Have a look at the Beeston, Nottinghamshire thread. I dare someone to find one utility pole in any of those photos.
In much of the United States, especially western states, most utilities are underground in urban areas,. Here in Cleveland and its suburbs, though, it's definitely not the case. EVERYTHING -- electricity, telephone and cable television -- is overhead, even in very prestigous communities like Shaker Heights. If you're lucky, the lines will follow rear property lines, but that's normally not the case. Nothing is buried anywhere, except downtown, university campuses, and the newest subdivisions.
Municipalities around here tend to have very strict sign regulations, though - maybe it's to offset the wires everywhere.
Here's the Coventry neighborhood in Cleveland Heights.

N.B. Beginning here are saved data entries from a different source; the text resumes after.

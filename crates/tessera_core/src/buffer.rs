//! Raw binary blobs and typed windows into them.
//!
//! The transport layer owns file and network I/O. It hands the core a
//! [`Blobs`] value holding one byte vector per document buffer, plus the
//! bytes of any external resources (images) keyed by their URI. Everything
//! here only slices those bytes.

use std::collections::HashMap;

use thiserror::Error;

use crate::document::Document;
use crate::layout::{read_component_f32, read_component_u32, ElementLayout};

/// Errors that can occur while reading buffer data.
#[derive(Error, Debug, Clone, PartialEq, Eq)]
pub enum ReadError {
    #[error("Buffer {0} was not supplied")]
    MissingBuffer(usize),

    #[error("Buffer view {0} does not exist")]
    MissingBufferView(usize),

    #[error("Resource '{0}' was not supplied")]
    MissingResource(String),

    #[error("Range {start}..{end} is outside {what} of {len} bytes")]
    OutOfBounds {
        what: &'static str,
        start: usize,
        end: usize,
        len: usize,
    },

    #[error("Byte stride {stride} is smaller than element size {element_size}")]
    InvalidStride { stride: usize, element_size: usize },

    #[error("Component type {0:?} cannot be read as an index")]
    NotAnIndexType(crate::registry::ComponentType),

    #[error("Primitive has no {0} attribute")]
    MissingAttribute(&'static str),

    #[error("{0} vertices exceed the 32-bit index range")]
    TooManyVertices(usize),

    #[error("Accessor count {0} is too large to read")]
    CountOverflow(usize),
}

/// Result type for buffer reads.
pub type ReadResult<T> = Result<T, ReadError>;

/// Binary payloads supplied alongside a [`Document`].
#[derive(Clone, Debug, Default)]
pub struct Blobs {
    buffers: Vec<Vec<u8>>,
    resources: HashMap<String, Vec<u8>>,
}

impl Blobs {
    pub fn new() -> Self {
        Self::default()
    }

    /// Append the bytes of the next document buffer.
    pub fn with_buffer(mut self, bytes: Vec<u8>) -> Self {
        self.buffers.push(bytes);
        self
    }

    /// Append the bytes of the next document buffer and return its index.
    pub fn push_buffer(&mut self, bytes: Vec<u8>) -> usize {
        self.buffers.push(bytes);
        self.buffers.len() - 1
    }

    /// Register the bytes behind an external URI.
    pub fn insert_resource(&mut self, uri: impl Into<String>, bytes: Vec<u8>) {
        self.resources.insert(uri.into(), bytes);
    }

    pub fn buffer(&self, index: usize) -> Option<&[u8]> {
        self.buffers.get(index).map(Vec::as_slice)
    }

    pub fn resource(&self, uri: &str) -> Option<&[u8]> {
        self.resources.get(uri).map(Vec::as_slice)
    }

    /// The bytes covered by a buffer view.
    pub fn view_bytes(&self, document: &Document, view: usize) -> ReadResult<&[u8]> {
        let buffer_view = document
            .buffer_views
            .get(view)
            .ok_or(ReadError::MissingBufferView(view))?;
        let buffer = self
            .buffer(buffer_view.buffer)
            .ok_or(ReadError::MissingBuffer(buffer_view.buffer))?;

        let start = buffer_view.byte_offset;
        let end = start.saturating_add(buffer_view.byte_length);
        buffer.get(start..end).ok_or(ReadError::OutOfBounds {
            what: "buffer",
            start,
            end,
            len: buffer.len(),
        })
    }
}

/// An (offset, stride, count) window into one buffer.
#[derive(Clone, Copy, Debug, PartialEq, Eq)]
pub struct BufferWindow {
    pub buffer: usize,
    /// Offset of the first element from the start of the buffer
    pub offset: usize,
    pub stride: usize,
    pub count: usize,
    pub element_size: usize,
}

impl BufferWindow {
    /// Bytes from the first element's start to the last element's end.
    /// `None` when the size does not fit in `usize`.
    pub fn span(&self) -> Option<usize> {
        match self.count {
            0 => Some(0),
            count => self.stride.checked_mul(count - 1)?.checked_add(self.element_size),
        }
    }

    /// Buffer offset one past the last element.
    pub fn end(&self) -> Option<usize> {
        self.offset.checked_add(self.span()?)
    }

    /// Iterate over the bytes of each element.
    pub fn elements<'a>(&self, blobs: &'a Blobs) -> ReadResult<impl Iterator<Item = &'a [u8]> + 'a> {
        let buffer = blobs
            .buffer(self.buffer)
            .ok_or(ReadError::MissingBuffer(self.buffer))?;

        let end = self.end().unwrap_or(usize::MAX);
        let bytes = buffer.get(self.offset..end).ok_or(ReadError::OutOfBounds {
            what: "buffer",
            start: self.offset,
            end,
            len: buffer.len(),
        })?;

        let (stride, size, count) = (self.stride, self.element_size, self.count);
        Ok((0..count).map(move |i| &bytes[i * stride..i * stride + size]))
    }
}

/// A validated accessor bound to one place of use.
#[derive(Clone, Copy, Debug, PartialEq)]
pub struct AccessorBinding {
    /// Index of the accessor in the document
    pub accessor: usize,
    pub layout: ElementLayout,
    pub count: usize,
    /// Whether components are mapped to the unit range on read
    pub normalize: bool,
    /// `None` when the accessor has no buffer view (all zeros)
    pub window: Option<BufferWindow>,
}

impl AccessorBinding {
    /// Total components across all elements, if a buffer of them can exist.
    fn component_total(&self, width: usize) -> ReadResult<usize> {
        self.count
            .checked_mul(self.layout.component_count())
            .filter(|&total| total.checked_mul(width).is_some_and(|bytes| bytes <= isize::MAX as usize))
            .ok_or(ReadError::CountOverflow(self.count))
    }

    /// Read all components as `f32`, flattened element by element.
    pub fn read_f32(&self, blobs: &Blobs) -> ReadResult<Vec<f32>> {
        let components = self.layout.component_count();
        let total = self.component_total(std::mem::size_of::<f32>())?;
        let Some(window) = self.window else {
            return Ok(vec![0.0; total]);
        };

        let ty = self.layout.component_type;
        let width = ty.byte_width();
        let mut values = Vec::with_capacity(total);
        for element in window.elements(blobs)? {
            for c in 0..components {
                values.push(read_component_f32(ty, &element[c * width..], self.normalize));
            }
        }
        Ok(values)
    }

    /// Read scalar unsigned values (indices, joint indices).
    pub fn read_u32(&self, blobs: &Blobs) -> ReadResult<Vec<u32>> {
        let ty = self.layout.component_type;
        let components = self.layout.component_count();
        let total = self.component_total(std::mem::size_of::<u32>())?;
        let Some(window) = self.window else {
            return Ok(vec![0; total]);
        };

        let width = ty.byte_width();
        let mut values = Vec::with_capacity(total);
        for element in window.elements(blobs)? {
            for c in 0..components {
                let value = read_component_u32(ty, &element[c * width..])
                    .ok_or(ReadError::NotAnIndexType(ty))?;
                values.push(value);
            }
        }
        Ok(values)
    }
}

Here's Little Italy in Cleveland.
... and oh-so-quaint-and-preppy-OMG-Bill-Watterson-lives-here-somewhere Chagrin Falls.
Let's compare that to another Rust Belt city. Here's Hertel Avenue in Buffalo.

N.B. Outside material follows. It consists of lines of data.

//! Post-link dispatch.
//!
//! Once the [`Linker`](crate::link::Linker) has validated every reference and
//! materialized the scene, the dispatcher walks the document graph from the
//! root and runs each node's [`Property::on_post_link`](crate::property::Property::on_post_link) hook exactly once,
//! children before parents. A failing hook is recorded and the walk goes on.

use std::collections::HashSet;
use std::fmt;

use crate::buffer::Blobs;
use crate::document::Document;
use crate::import::ImportOptions;
use crate::link::Diagnostic;
use crate::media::MediaResolver;
use crate::property::{HookError, NodeRef};
use crate::scene::Scene;

/// A hook failure, attributed to the node it ran for.
#[derive(Debug)]
pub struct HookFailure {
    pub node: NodeRef,
    /// Set when the failing hook belonged to an extension
    pub extension: Option<String>,
    pub error: HookError,
}

impl fmt::Display for HookFailure {
    fn fmt(&self, f: &mut fmt::Formatter<'_>) -> fmt::Result {
        match &self.extension {
            Some(name) => write!(f, "{} ({}): {}", self.node, name, self.error),
            None => write!(f, "{}: {}", self.node, self.error),
        }
    }
}

/// Shared state handed to every hook.
///
/// The document, blobs and options are read-only for the whole dispatch; the
/// scene is owned here until dispatch completes.
pub struct LinkContext<'a> {
    document: &'a Document,
    blobs: &'a Blobs,
    options: &'a ImportOptions,
    media: MediaResolver,
    scene: Scene,
    diagnostics: Vec<Diagnostic>,
    failures: Vec<HookFailure>,
}

impl<'a> LinkContext<'a> {
    pub fn new(document: &'a Document, blobs: &'a Blobs, options: &'a ImportOptions, scene: Scene) -> Self {
        Self {
            document,
            blobs,
            options,
            media: MediaResolver::new(options.media.clone()),
            scene,
            diagnostics: Vec::new(),
            failures: Vec::new(),
        }
    }

    pub fn document(&self) -> &'a Document {
        self.document
    }

    pub fn blobs(&self) -> &'a Blobs {
        self.blobs
    }

    pub fn options(&self) -> &'a ImportOptions {
        self.options
    }

    pub fn scene(&self) -> &Scene {
        &self.scene
    }

    pub fn scene_mut(&mut self) -> &mut Scene {
        &mut self.scene
    }

    pub fn media_mut(&mut self) -> &mut MediaResolver {
        &mut self.media
    }

    /// Record a hook failure. `extension` names the extension whose hook failed.
    pub fn record_failure(&mut self, node: NodeRef, extension: Option<&str>, error: HookError) {
        let failure = HookFailure {
            node,
            extension: extension.map(str::to_string),
            error,
        };
        log::warn!("Post-link hook failed: {}", failure);
        self.failures.push(failure);
    }

    /// Report a non-fatal condition found by a hook.
    pub fn push_diagnostic(&mut self, diagnostic: Diagnostic) {
        log::debug!("Post-link diagnostic: {}", diagnostic);
        self.diagnostics.push(diagnostic);
    }

    pub fn into_parts(self) -> (Scene, Vec<Diagnostic>, Vec<HookFailure>) {
        (self.scene, self.diagnostics, self.failures)
    }
}

/// Walks the document graph in post-order and runs hooks.
pub struct PostLinkDispatcher<'a> {
    document: &'a Document,
}

impl<'a> PostLinkDispatcher<'a> {
    pub fn new(document: &'a Document) -> Self {
        Self { document }
    }

    /// Nodes owned by `node`.
    ///
    /// The root owns every top-level object. Skin joints and animation
    /// targets are references, not ownership, and are not followed.
    pub fn children(&self, node: NodeRef) -> Vec<NodeRef> {
        let doc = self.document;
        match node {
            NodeRef::Document => {
                let mut children = Vec::new();
                children.extend((0..doc.buffers.len()).map(NodeRef::Buffer));
                children.extend((0..doc.buffer_views.len()).map(NodeRef::BufferView));
                children.extend((0..doc.accessors.len()).map(NodeRef::Accessor));
                children.extend((0..doc.samplers.len()).map(NodeRef::Sampler));
                children.extend((0..doc.images.len()).map(NodeRef::Image));
                children.extend((0..doc.textures.len()).map(NodeRef::Texture));
                children.extend((0..doc.materials.len()).map(NodeRef::Material));
                children.extend((0..doc.meshes.len()).map(NodeRef::Mesh));
                children.extend((0..doc.skins.len()).map(NodeRef::Skin));
                children.extend((0..doc.cameras.len()).map(NodeRef::Camera));
                children.extend((0..doc.nodes.len()).map(NodeRef::Node));
                children.extend((0..doc.animations.len()).map(NodeRef::Animation));
                children.extend((0..doc.scenes.len()).map(NodeRef::Scene));
                children
            }
            NodeRef::Scene(i) => doc.scenes[i].nodes.iter().copied().map(NodeRef::Node).collect(),
            NodeRef::Node(i) => {
                let n = &doc.nodes[i];
                let mut children: Vec<NodeRef> = n.children.iter().copied().map(NodeRef::Node).collect();
                children.extend(n.mesh.map(NodeRef::Mesh));
                children.extend(n.skin.map(NodeRef::Skin));
                children.extend(n.camera.map(NodeRef::Camera));
                children
            }
            NodeRef::Mesh(i) => (0..doc.meshes[i].primitives.len())
                .map(|primitive| NodeRef::Primitive { mesh: i, primitive })
                .collect(),
            NodeRef::Primitive { mesh, primitive } => {
                let p = &doc.meshes[mesh].primitives[primitive];
                let mut children: Vec<NodeRef> = p.attributes.values().copied().map(NodeRef::Accessor).collect();
                for target in &p.targets {
                    children.extend(target.values().copied().map(NodeRef::Accessor));
                }
                children.extend(p.indices.map(NodeRef::Accessor));
                children.extend(p.material.map(NodeRef::Material));
                children
            }
            NodeRef::Accessor(i) => doc.accessors[i].buffer_view.map(NodeRef::BufferView).into_iter().collect(),
            NodeRef::BufferView(i) => vec![NodeRef::Buffer(doc.buffer_views[i].buffer)],
            NodeRef::Buffer(_) | NodeRef::Sampler(_) | NodeRef::Camera(_) => Vec::new(),
            NodeRef::Material(i) => doc.materials[i]
                .textures()
                .map(|(slot, _)| NodeRef::MaterialTexture { material: i, slot })
                .collect(),
            NodeRef::MaterialTexture { material, slot } => doc.materials[material]
                .texture(slot)
                .map(|info| NodeRef::Texture(info.index))
                .into_iter()
                .collect(),
            NodeRef::Texture(i) => {
                let t = &doc.textures[i];
                let mut children: Vec<NodeRef> = t.source.map(NodeRef::Image).into_iter().collect();
                children.extend(t.sampler.map(NodeRef::Sampler));
                children
            }
            NodeRef::Image(i) => doc.images[i].buffer_view.map(NodeRef::BufferView).into_iter().collect(),
            NodeRef::Animation(i) => {
                let a = &doc.animations[i];
                let mut children: Vec<NodeRef> = (0..a.samplers.len())
                    .map(|sampler| NodeRef::AnimationSampler { animation: i, sampler })
                    .collect();
                children.extend((0..a.channels.len()).map(|channel| NodeRef::Channel { animation: i, channel }));
                children
            }
            NodeRef::Channel { animation, channel } => {
                let sampler = doc.animations[animation].channels[channel].sampler;
                vec![NodeRef::AnimationSampler { animation, sampler }]
            }
            NodeRef::AnimationSampler { animation, sampler } => {
                let s = &doc.animations[animation].samplers[sampler];
                vec![NodeRef::Accessor(s.input), NodeRef::Accessor(s.output)]
            }
            NodeRef::Skin(i) => doc.skins[i]
                .inverse_bind_matrices
                .map(NodeRef::Accessor)
                .into_iter()
                .collect(),
        }
    }

    /// Post-order walk from the root, each node identity once.
    ///
    /// The document must be linked: every index is assumed valid.
    pub fn order(&self) -> Vec<NodeRef> {
        let mut order = Vec::new();
        let mut entered = HashSet::new();
        let mut stack = vec![(NodeRef::Document, false)];

        while let Some((node, expanded)) = stack.pop() {
            if expanded {
                order.push(node);
                continue;
            }
            if !entered.insert(node) {
                continue;
            }

            stack.push((node, true));
            for child in self.children(node).into_iter().rev() {
                if !entered.contains(&child) {
                    stack.push((child, false));
                }
            }
        }

        order
    }

    /// Run every hook and return the dispatch order.
    pub fn run(&self, ctx: &mut LinkContext<'_>) -> Vec<NodeRef> {
        let order = self.order();
        log::debug!("Dispatching post-link hooks for {} nodes", order.len());

        for &node in &order {
            let Some(property) = self.document.property(node) else {
                ctx.record_failure(node, None, HookError::MissingObject(node));
                continue;
            };
            if let Err(error) = property.on_post_link(node, ctx) {
                ctx.record_failure(node, None, error);
            }
        }

        order
    }
}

or the hip Elmwood Vilalge area
or the blue-collar Kaiserttown area
Buffalo isn't cluttered with overhead utilities to the extent that Cleveland is, but in a few neighborhoods there will be lines in the front, along the right-of-way. Massive transmission lines and their tall supporting towers are common in outlying areas, though, thanks to the presence of Niagara Falls and its power plants.

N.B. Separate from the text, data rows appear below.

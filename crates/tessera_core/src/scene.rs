//! Materialized scene produced by an import.
//!
//! Every collection is indexed the same way as the document it came from, so
//! a document index is also a scene index. Objects rejected during linking
//! leave a `None` in their slot instead of shifting their neighbours.

use std::collections::BTreeMap;

use glam::{Mat3, Mat4, Quat, Vec2, Vec3, Vec4};

use crate::buffer::AccessorBinding;
use crate::document::TextureSlot;
use crate::extension::Extras;
use crate::media::DisplayHandle;
use crate::registry::{
    AlphaMode, Interpolation, PrimitiveMode, SamplerFilter, Topology, TransformProperty, VertexAttribute, WrapMode,
};

/// Transform components that can be composed into a matrix.
#[derive(Clone, Copy, Debug, PartialEq)]
pub struct Transform {
    pub translation: Vec3,
    pub rotation: Quat,
    pub scale: Vec3,
}

impl Default for Transform {
    fn default() -> Self {
        Self {
            translation: Vec3::ZERO,
            rotation: Quat::IDENTITY,
            scale: Vec3::ONE,
        }
    }
}

impl Transform {
    pub fn from_translation(translation: Vec3) -> Self {
        Self {
            translation,
            ..Default::default()
        }
    }

    /// Decompose a 4x4 matrix into translation, rotation, and scale.
    pub fn from_matrix(matrix: Mat4) -> Self {
        let (scale, rotation, translation) = matrix.to_scale_rotation_translation();
        Self {
            translation,
            rotation,
            scale,
        }
    }

    /// Order: Scale -> Rotate -> Translate (SRT)
    pub fn to_matrix(&self) -> Mat4 {
        Mat4::from_scale_rotation_translation(self.scale, self.rotation, self.translation)
    }
}

/// A node in the linked hierarchy.
#[derive(Clone, Debug, Default)]
pub struct SceneNode {
    pub name: Option<String>,
    pub transform: Transform,
    /// Nodes listing this one as a child. More than one is tolerated.
    pub parents: Vec<usize>,
    pub children: Vec<usize>,
    /// Geometry index
    pub mesh: Option<usize>,
    pub skin: Option<usize>,
    pub camera: Option<usize>,
    /// Punctual light index, bound by `KHR_lights_punctual`
    pub light: Option<usize>,
    pub weights: Vec<f32>,
    pub extras: Option<Extras>,
}

/// How a primitive's topology maps onto the renderer's.
#[derive(Clone, Copy, Debug, PartialEq, Eq)]
pub enum TopologyResolution {
    Direct(Topology),
    /// Needs [`expand_indices`](crate::mesh::expand_indices) before use
    RequiresExpansion(PrimitiveMode),
}

impl TopologyResolution {
    pub fn direct(self) -> Option<Topology> {
        match self {
            TopologyResolution::Direct(topology) => Some(topology),
            TopologyResolution::RequiresExpansion(_) => None,
        }
    }

    pub fn mode(self) -> PrimitiveMode {
        match self {
            TopologyResolution::Direct(topology) => topology.mode(),
            TopologyResolution::RequiresExpansion(mode) => mode,
        }
    }
}

/// A primitive with resolved vertex sources and element buffer.
#[derive(Clone, Debug)]
pub struct GeometryPrimitive {
    /// Index of the primitive within its mesh
    pub index: usize,
    pub sources: Vec<(VertexAttribute, AccessorBinding)>,
    pub elements: Option<AccessorBinding>,
    pub topology: TopologyResolution,
    pub material: Option<usize>,
}

impl GeometryPrimitive {
    pub fn source(&self, attribute: VertexAttribute) -> Option<&AccessorBinding> {
        self.sources
            .iter()
            .find(|(attr, _)| *attr == attribute)
            .map(|(_, binding)| binding)
    }

    /// Number of vertices referenced, by index count when indexed.
    pub fn vertex_count(&self) -> usize {
        match &self.elements {
            Some(elements) => elements.count,
            None => self.sources.first().map_or(0, |(_, binding)| binding.count),
        }
    }

    pub fn triangle_count(&self) -> usize {
        let n = self.vertex_count();
        match self.topology.mode() {
            PrimitiveMode::Triangles => n / 3,
            PrimitiveMode::TriangleStrip | PrimitiveMode::TriangleFan => n.saturating_sub(2),
            _ => 0,
        }
    }
}

/// A mesh: primitives plus the nodes that instance it.
#[derive(Clone, Debug, Default)]
pub struct Geometry {
    pub name: Option<String>,
    pub primitives: Vec<GeometryPrimitive>,
    pub users: Vec<usize>,
}

impl Geometry {
    pub fn triangle_count(&self) -> usize {
        self.primitives.iter().map(GeometryPrimitive::triangle_count).sum()
    }
}

/// UV offset, rotation and scale from `KHR_texture_transform`.
#[derive(Clone, Copy, Debug, PartialEq)]
pub struct UvTransform {
    pub offset: Vec2,
    pub rotation: f32,
    pub scale: Vec2,
}

impl UvTransform {
    /// Order: Scale -> Rotate -> Translate. Rotation is clockwise in UV space.
    pub fn to_matrix(&self) -> Mat3 {
        Mat3::from_scale_angle_translation(self.scale, -self.rotation, self.offset)
    }
}

/// A material slot bound to a texture.
#[derive(Clone, Copy, Debug, PartialEq)]
pub struct TextureBinding {
    pub texture: usize,
    /// Texcoord set
    pub set: u32,
    /// Normal scale or occlusion strength; 1 elsewhere
    pub scale: f32,
    pub transform: Option<UvTransform>,
}

/// A PBR metallic-roughness material.
#[derive(Clone, Debug)]
pub struct SceneMaterial {
    pub name: Option<String>,
    pub base_color: Vec4,
    pub metallic: f32,
    pub roughness: f32,
    pub emissive: Vec3,
    pub emissive_strength: f32,
    pub alpha_mode: AlphaMode,
    pub alpha_cutoff: f32,
    pub double_sided: bool,
    /// Set by `KHR_materials_unlit`
    pub unlit: bool,
    pub textures: BTreeMap<TextureSlot, TextureBinding>,
    pub extras: Option<Extras>,
}

impl Default for SceneMaterial {
    fn default() -> Self {
        Self {
            name: None,
            base_color: Vec4::ONE,
            metallic: 1.0,
            roughness: 1.0,
            emissive: Vec3::ZERO,
            emissive_strength: 1.0,
            alpha_mode: AlphaMode::Opaque,
            alpha_cutoff: 0.5,
            double_sided: false,
            unlit: false,
            textures: BTreeMap::new(),
            extras: None,
        }
    }
}

impl SceneMaterial {
    pub fn texture(&self, slot: TextureSlot) -> Option<&TextureBinding> {
        self.textures.get(&slot)
    }

    pub fn has_textures(&self) -> bool {
        !self.textures.is_empty()
    }

    pub fn is_emissive(&self) -> bool {
        (self.emissive.length_squared() > 0.0 && self.emissive_strength > 0.0)
            || self.textures.contains_key(&TextureSlot::Emissive)
    }
}

#[derive(Clone, Copy, Debug, Default, PartialEq, Eq)]
pub struct SamplerSettings {
    pub mag_filter: Option<SamplerFilter>,
    pub min_filter: Option<SamplerFilter>,
    pub wrap_s: WrapMode,
    pub wrap_t: WrapMode,
}

#[derive(Clone, Debug)]
pub struct SceneTexture {
    pub name: Option<String>,
    pub source: Option<usize>,
    pub sampler: SamplerSettings,
    /// Bound after the source image is resolved
    pub handle: Option<DisplayHandle>,
}

/// A sampler bound to one node property.
#[derive(Clone, Debug)]
pub struct AnimationChannel {
    pub node: usize,
    pub property: TransformProperty,
    pub interpolation: Interpolation,
    pub input: AccessorBinding,
    pub output: AccessorBinding,
}

#[derive(Clone, Debug, Default)]
pub struct SceneAnimation {
    pub name: Option<String>,
    pub channels: Vec<AnimationChannel>,
}

#[derive(Clone, Debug)]
pub struct SceneSkin {
    pub name: Option<String>,
    pub joints: Vec<usize>,
    pub skeleton: Option<usize>,
    pub inverse_bind_matrices: Option<AccessorBinding>,
}

#[derive(Clone, Copy, Debug, PartialEq)]
pub enum Projection {
    Perspective {
        yfov: f32,
        aspect_ratio: Option<f32>,
        znear: f32,
        /// `None` means an infinite far plane
        zfar: Option<f32>,
    },
    Orthographic {
        xmag: f32,
        ymag: f32,
        znear: f32,
        zfar: f32,
    },
}

impl Projection {
    /// Projection matrix. `aspect` is used when the camera does not fix one.
    pub fn to_matrix(&self, aspect: f32) -> Mat4 {
        match *self {
            Projection::Perspective {
                yfov,
                aspect_ratio,
                znear,
                zfar,
            } => {
                let aspect = aspect_ratio.unwrap_or(aspect);
                match zfar {
                    Some(zfar) => Mat4::perspective_rh_gl(yfov, aspect, znear, zfar),
                    None => Mat4::perspective_infinite_rh(yfov, aspect, znear),
                }
            }
            Projection::Orthographic { xmag, ymag, znear, zfar } => {
                Mat4::orthographic_rh_gl(-xmag, xmag, -ymag, ymag, znear, zfar)
            }
        }
    }
}

#[derive(Clone, Debug)]
pub struct SceneCamera {
    pub name: Option<String>,
    pub projection: Projection,
}

#[derive(Clone, Copy, Debug, PartialEq)]
pub enum LightKind {
    Directional,
    Point,
    Spot { inner_cone_angle: f32, outer_cone_angle: f32 },
}

#[derive(Clone, Debug)]
pub struct SceneLight {
    pub name: Option<String>,
    pub kind: LightKind,
    pub color: Vec3,
    pub intensity: f32,
    /// `None` means unlimited range
    pub range: Option<f32>,
}

/// A complete imported scene.
#[derive(Clone, Debug, Default)]
pub struct Scene {
    pub nodes: Vec<SceneNode>,
    pub geometries: Vec<Geometry>,
    pub materials: Vec<Option<SceneMaterial>>,
    pub textures: Vec<Option<SceneTexture>>,
    /// Filled in as image hooks resolve media
    pub images: Vec<Option<DisplayHandle>>,
    pub animations: Vec<SceneAnimation>,
    pub skins: Vec<Option<SceneSkin>>,
    pub cameras: Vec<Option<SceneCamera>>,
    pub lights: Vec<SceneLight>,
    /// Root nodes of each document scene
    pub scenes: Vec<Vec<usize>>,
    pub default_scene: Option<usize>,
}

impl Scene {
    pub fn material(&self, index: usize) -> Option<&SceneMaterial> {
        self.materials.get(index)?.as_ref()
    }

    pub fn material_mut(&mut self, index: usize) -> Option<&mut SceneMaterial> {
        self.materials.get_mut(index)?.as_mut()
    }

    pub fn texture(&self, index: usize) -> Option<&SceneTexture> {
        self.textures.get(index)?.as_ref()
    }

    /// Roots of the default scene, or every parentless node when the
    /// document has no scenes.
    pub fn root_nodes(&self) -> Vec<usize> {
        match self.default_scene.and_then(|i| self.scenes.get(i)) {
            Some(roots) => roots.clone(),
            None => (0..self.nodes.len())
                .filter(|&i| self.nodes[i].parents.is_empty())
                .collect(),
        }
    }

    /// World matrix of a node, following its first parent at each level.
    pub fn world_matrix(&self, node: usize) -> Option<Mat4> {
        let mut matrix = self.nodes.get(node)?.transform.to_matrix();
        let mut current = node;
        // At most one step per node, even for a hand-built cyclic scene
        for _ in 0..self.nodes.len() {
            match self.nodes[current].parents.first() {
                Some(&parent) => {
                    matrix = self.nodes.get(parent)?.transform.to_matrix() * matrix;
                    current = parent;
                }
                None => break,
            }
        }
        Some(matrix)
    }

    /// Triangles across all mesh instances.
    pub fn total_triangle_count(&self) -> usize {
        self.nodes
            .iter()
            .filter_map(|node| node.mesh.and_then(|mesh| self.geometries.get(mesh)))
            .map(Geometry::triangle_count)
            .sum()
    }

    pub fn instance_count(&self) -> usize {
        self.nodes.iter().filter(|node| node.mesh.is_some()).count()
    }
}

#[cfg(test)]
mod tests {
    use super::*;

    #[test]
    fn test_transform_matrix_roundtrip() {
        let transform = Transform {
            translation: Vec3::new(1.0, 2.0, 3.0),
            rotation: Quat::from_rotation_y(std::f32::consts::FRAC_PI_4),
            scale: Vec3::new(2.0, 2.0, 2.0),
        };

        let recovered = Transform::from_matrix(transform.to_matrix());

        assert!((recovered.translation - transform.translation).length() < 0.001);
        assert!((recovered.scale - transform.scale).length() < 0.001);
    }

    #[test]
    fn test_world_matrix_composes_parents() {
        let mut scene = Scene::default();
        scene.nodes.push(SceneNode {
            transform: Transform::from_translation(Vec3::X),
            children: vec![1],
            ..Default::default()
        });
        scene.nodes.push(SceneNode {
            transform: Transform::from_translation(Vec3::Y),
            parents: vec![0],
            ..Default::default()
        });

        let world = scene.world_matrix(1).unwrap();
        assert!((world.transform_point3(Vec3::ZERO) - Vec3::new(1.0, 1.0, 0.0)).length() < 1e-6);
        assert_eq!(scene.root_nodes(), vec![0]);
        assert!(scene.world_matrix(5).is_none());
    }

    #[test]
    fn test_world_matrix_terminates_on_cycle() {
        let mut scene = Scene::default();
        for other in [1, 0] {
            scene.nodes.push(SceneNode {
                parents: vec![other],
                ..Default::default()
            });
        }
        assert!(scene.world_matrix(0).is_some());
    }

    #[test]
    fn test_uv_transform_identity() {
        let identity = UvTransform {
            offset: Vec2::ZERO,
            rotation: 0.0,
            scale: Vec2::ONE,
        };
        assert!(identity.to_matrix().abs_diff_eq(Mat3::IDENTITY, 1e-6));

        let shifted = UvTransform {
            offset: Vec2::new(0.5, 0.0),
            rotation: 0.0,
            scale: Vec2::splat(2.0),
        };
        let uv = shifted.to_matrix().transform_point2(Vec2::new(1.0, 1.0));
        assert!((uv - Vec2::new(2.5, 2.0)).length() < 1e-6);
    }

    #[test]
    fn test_material_defaults() {
        let mut material = SceneMaterial::default();
        assert!(!material.has_textures());
        assert!(!material.is_emissive());

        material.emissive = Vec3::ONE;
        assert!(material.is_emissive());
        material.emissive_strength = 0.0;
        assert!(!material.is_emissive());
    }
}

By the way, like Cleveland, Buffalo doesn't have alleys.
I noticed that overhead utilities are very common in Toronto. I don't know what it's like in that city's suburbs. In any case, it's not as bad as Cleveland.
Two items of discussion:
1) Why are there so few underground wired utilities in the Cleveland area? "Because it's cheaper" is not an acceptable answer, sicne undergrounding is common in the rest of the country.
2) Are overhead utilities common where you are?